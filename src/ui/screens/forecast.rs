use crate::logic::WeatherSnapshot;
use crate::ui::Theme;
use ratatui::{
    buffer::Buffer,
    layout::{Constraint, Direction, Layout, Rect},
    style::Style,
    text::{Line, Span},
    widgets::{Block, Borders, Cell, Paragraph, Row, Table, Widget},
};

pub struct ForecastScreen<'a> {
    pub snapshot: Option<&'a WeatherSnapshot>,
}

impl<'a> ForecastScreen<'a> {
    pub fn new(snapshot: Option<&'a WeatherSnapshot>) -> Self {
        Self { snapshot }
    }
}

impl Widget for ForecastScreen<'_> {
    fn render(self, area: Rect, buf: &mut Buffer) {
        let chunks = Layout::default()
            .direction(Direction::Vertical)
            .constraints([
                Constraint::Length(1), // Title
                Constraint::Min(9),    // Outlook table
                Constraint::Length(1), // Nav
            ])
            .split(area);

        let title = Line::from(vec![
            Span::styled("7-Day Forecast", Theme::title()),
            Span::styled(
                self.snapshot
                    .map(|s| format!(" - {}", s.place))
                    .unwrap_or_default(),
                Theme::dim(),
            ),
        ]);
        Paragraph::new(title).render(chunks[0], buf);

        self.render_outlook(chunks[1], buf);

        let nav = Line::from(vec![
            Span::styled("[r]", Theme::nav_key()),
            Span::styled("Refresh ", Theme::nav_label()),
            Span::styled("[1-3]", Theme::nav_key()),
            Span::styled("Screens ", Theme::nav_label()),
            Span::styled("[Esc]", Theme::nav_key()),
            Span::styled("Back", Theme::nav_label()),
        ]);
        Paragraph::new(nav).render(chunks[2], buf);
    }
}

impl ForecastScreen<'_> {
    fn render_outlook(&self, area: Rect, buf: &mut Buffer) {
        let block = Block::default()
            .title("Daily Outlook")
            .borders(Borders::ALL)
            .border_style(Theme::border());

        let inner = block.inner(area);
        block.render(area, buf);

        let outlook = match self.snapshot {
            Some(s) if !s.outlook.is_empty() => &s.outlook,
            _ => {
                Paragraph::new(Span::styled("No forecast data available", Theme::dim()))
                    .render(inner, buf);
                return;
            }
        };

        let header = Row::new(vec![
            Cell::from("Day"),
            Cell::from("Conditions"),
            Cell::from("Temp"),
            Cell::from("Rain"),
            Cell::from("Humidity"),
        ])
        .style(Theme::header());

        let rows: Vec<Row> = outlook
            .iter()
            .map(|day| {
                let temp_color = Theme::temp_color(day.mean_temp_c);
                let rain_color = Theme::rain_color(day.max_precipitation_prob);
                let sky_style = if day.dominant_condition.has_precipitation() {
                    Style::default().fg(Theme::HIGHLIGHT)
                } else {
                    Theme::normal()
                };

                Row::new(vec![
                    Cell::from(day.label.clone()).style(Theme::header()),
                    Cell::from(format!(
                        "{} {}",
                        day.dominant_condition.symbol(),
                        day.dominant_condition.as_str()
                    ))
                    .style(sky_style),
                    Cell::from(format!("{:.0}°C", day.mean_temp_c))
                        .style(Style::default().fg(temp_color)),
                    Cell::from(format!("{:.0}%", day.max_precipitation_prob * 100.0))
                        .style(Style::default().fg(rain_color)),
                    Cell::from(format!("{:.0}%", day.mean_humidity_pct)),
                ])
            })
            .collect();

        let widths = [
            Constraint::Length(10),
            Constraint::Length(18),
            Constraint::Length(8),
            Constraint::Length(8),
            Constraint::Length(10),
        ];

        Table::new(rows, widths).header(header).render(inner, buf);
    }
}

:: EXERCISE GOAL ::
Make sure every record is repeated exactly.

:: WRITTEN SOLUTION ::
filename src/ui/screens/forecast.rs
use crate::logic::WeatherSnapshot;
use crate::ui::Theme;
use ratatui::{
    buffer::Buffer,
    layout::{Constraint, Direction, Layout, Rect},
    style::Style,
    text::{Line, Span},
    widgets::{Block, Borders, Cell, Paragraph, Row, Table, Widget},
};

pub struct ForecastScreen<'a> {
    pub snapshot: Option<&'a WeatherSnapshot>,
}

impl<'a> ForecastScreen<'a> {
    pub fn new(snapshot: Option<&'a WeatherSnapshot>) -> Self {
        Self { snapshot }
    }
}

impl Widget for ForecastScreen<'_> {
    fn render(self, area: Rect, buf: &mut Buffer) {
        let chunks = Layout::default()
            .direction(Direction::Vertical)
            .constraints([
                Constraint::Length(1), // Title
                Constraint::Min(9),    // Outlook table
                Constraint::Length(1), // Nav
            ])
            .split(area);

        let title = Line::from(vec![
            Span::styled("7-Day Forecast", Theme::title()),
            Span::styled(
                self.snapshot
                    .map(|s| format!(" - {}", s.place))
                    .unwrap_or_default(),
                Theme::dim(),
            ),
        ]);
        Paragraph::new(title).render(chunks[0], buf);

        self.render_outlook(chunks[1], buf);

        let nav = Line::from(vec![
            Span::styled("[r]", Theme::nav_key()),
            Span::styled("Refresh ", Theme::nav_label()),
            Span::styled("[1-3]", Theme::nav_key()),
            Span::styled("Screens ", Theme::nav_label()),
            Span::styled("[Esc]", Theme::nav_key()),
            Span::styled("Back", Theme::nav_label()),
        ]);
        Paragraph::new(nav).render(chunks[2], buf);
    }
}

impl ForecastScreen<'_> {
    fn render_outlook(&self, area: Rect, buf: &mut Buffer) {
        let block = Block::default()
            .title("Daily Outlook")
            .borders(Borders::ALL)
            .border_style(Theme::border());

        let inner = block.inner(area);
        block.render(area, buf);

        let outlook = match self.snapshot {
            Some(s) if !s.outlook.is_empty() => &s.outlook,
            _ => {
                Paragraph::new(Span::styled("No forecast data available", Theme::dim()))
                    .render(inner, buf);
                return;
            }
        };

        let header = Row::new(vec![
            Cell::from("Day"),
            Cell::from("Conditions"),
            Cell::from("Temp"),
            Cell::from("Rain"),
            Cell::from("Humidity"),
        ])
        .style(Theme::header());

        let rows: Vec<Row> = outlook
            .iter()
            .map(|day| {
                let temp_color = Theme::temp_color(day.mean_temp_c);
                let rain_color = Theme::rain_color(day.max_precipitation_prob);
                let sky_style = if day.dominant_condition.has_precipitation() {
                    Style::default().fg(Theme::HIGHLIGHT)
                } else {
                    Theme::normal()
                };

                Row::new(vec![
                    Cell::from(day.label.clone()).style(Theme::header()),
                    Cell::from(format!(
                        "{} {}",
                        day.dominant_condition.symbol(),
                        day.dominant_condition.as_str()
                    ))
                    .style(sky_style),
                    Cell::from(format!("{:.0}°C", day.mean_temp_c))
                        .style(Style::default().fg(temp_color)),
                    Cell::from(format!("{:.0}%", day.max_precipitation_prob * 100.0))
                        .style(Style::default().fg(rain_color)),
                    Cell::from(format!("{:.0}%", day.mean_humidity_pct)),
                ])
            })
            .collect();

        let widths = [
            Constraint::Length(10),
            Constraint::Length(18),
            Constraint::Length(8),
            Constraint::Length(8),
            Constraint::Length(10),
        ];

        Table::new(rows, widths).header(header).render(inner, buf);
    }
}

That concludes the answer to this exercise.